Tidak, tentu tidak. Tapi coba lihat, ada sisi perspektif yang bisa diperhatikan seksama. Orang yang memiliki sifat kaku itu cenderung tidak peka(lagi), namun tidak semuanya. Seringkali dia peka dengan keadaan sekitar, tetapi tidak tahu harus berbuat apa. Orang kaku itu cenderung mengerti banyak hal, namun berpura-pura untuk tidak mengerti. Dia bingung cara untuk menyeleraskan dirinya dengan sekitar.
Jangan lupakan juga, orang kaku lebih sulit untuk mengungkapkan perasaannya. Mengapa begitu? Karena(lagi) dia tidak tahu bagaimana cara mengekspresikan perasaan karena ia bingung bagaimana cara melakukannya. Memang, hal-hal seperti itulah yang membuat orang bersifat kaku ditertawakan, diremehkan, ataupun dipandang tanpa mata. Hal-hal seperti itulah yang membuat orang bersifat kaku terkadang diejek sedemikian rupa, terutama ketika salah satu tindakan mereka -terlambat momen untuk melakukan sesuatu -dilakukan kemudian.
Hal-hal itulah yang membuat orang-orang seperti ini berjalan di belakang perlahan. Tidak berani menatap orang-orang di depan.
Itulah kenapa aku selalu berjalan di belakang sambil tertunduk.

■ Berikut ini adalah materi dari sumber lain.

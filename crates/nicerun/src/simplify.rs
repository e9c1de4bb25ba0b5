//! Ramer-Douglas-Peucker polyline reduction.
//!
//! The farthest point of each span is picked with a planar line equation,
//! which is cheap but only approximate. Its true offset from the chord is then
//! measured on the sphere before deciding whether the span can collapse.

use crate::geo_utils::haversine;
use crate::models::Positioned;

/// Default tolerance in kilometers.
pub const DEFAULT_TOLERANCE_KM: f64 = 0.02;

/// Coefficients `(a, b, c)` of the planar line `a * lat + b * lon + c = 0`
/// through two points. Not spherical.
fn line_equation_coefficients(p1: (f64, f64), p2: (f64, f64)) -> (f64, f64, f64) {
    if p1.1 == p2.1 {
        // Vertical line
        (0.0, 1.0, -p1.1)
    } else {
        let a = (p1.0 - p2.0) / (p1.1 - p2.1);
        let b = p1.0 - p1.1 * a;
        (1.0, -a, -b)
    }
}

/// Distance in meters of `point` from the great-circle chord between
/// `line_start` and `line_end`, from the area of the spherical triangle.
pub fn distance_from_line(point: (f64, f64), line_start: (f64, f64), line_end: (f64, f64)) -> f64 {
    let a = haversine(line_start, line_end) * 1000.0;

    if a == 0.0 {
        return haversine(line_start, point) * 1000.0;
    }

    let b = haversine(line_start, point) * 1000.0;
    let c = haversine(line_end, point) * 1000.0;

    let s = (a + b + c) / 2.0;
    2.0 * (s * (s - a) * (s - b) * (s - c)).abs().sqrt() / a
}

/// Indices of the points kept by the reduction, in order.
///
/// The first and last index are always kept. Inputs shorter than three points
/// are returned whole. Spans are processed from an explicit work stack, so
/// very long tracks cannot exhaust the call stack.
pub fn simplify_indices<P: Positioned>(points: &[P], tolerance_km: f64) -> Vec<usize> {
    let n = points.len();
    if n < 3 {
        return (0..n).collect();
    }

    let tolerance_m = tolerance_km * 1000.0;
    let mut keep = vec![false; n];
    keep[0] = true;
    keep[n - 1] = true;

    let mut spans = vec![(0, n - 1)];

    while let Some((first, last)) = spans.pop() {
        if last - first < 2 {
            continue;
        }

        let begin = points[first].position();
        let end = points[last].position();
        let (a, b, c) = line_equation_coefficients(begin, end);

        let mut max_distance = 0.0;
        let mut candidate = first + 1;
        for (i, point) in points.iter().enumerate().take(last).skip(first + 1) {
            let (lat, lon) = point.position();
            let d = (a * lat + b * lon + c).abs();
            if d > max_distance {
                max_distance = d;
                candidate = i;
            }
        }

        let real_distance = distance_from_line(points[candidate].position(), begin, end);
        if real_distance < tolerance_m {
            continue;
        }

        keep[candidate] = true;
        spans.push((candidate, last));
        spans.push((first, candidate));
    }

    keep.iter()
        .enumerate()
        .filter_map(|(i, &k)| k.then_some(i))
        .collect()
}

/// Reduce `points` with the given tolerance in kilometers.
pub fn simplify_polyline<P: Positioned + Clone>(points: &[P], tolerance_km: f64) -> Vec<P> {
    simplify_indices(points, tolerance_km)
        .into_iter()
        .map(|i| points[i].clone())
        .collect()
}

Senin keempat, November 2014.
KAMU SEDANG MEMBACA
Aksara Hujan
PoetryHujan tidak selamanya menjadi sosok antagonis. Hujan tidak selamanya menjadi kesalahan di antara kehidupan. Namun, hujan ternyata mampu menjadi jembatan pertemuan bagi dua hati yang saling menyebut nama dalam doa sepertiga malamnya. Hujanlah yang me...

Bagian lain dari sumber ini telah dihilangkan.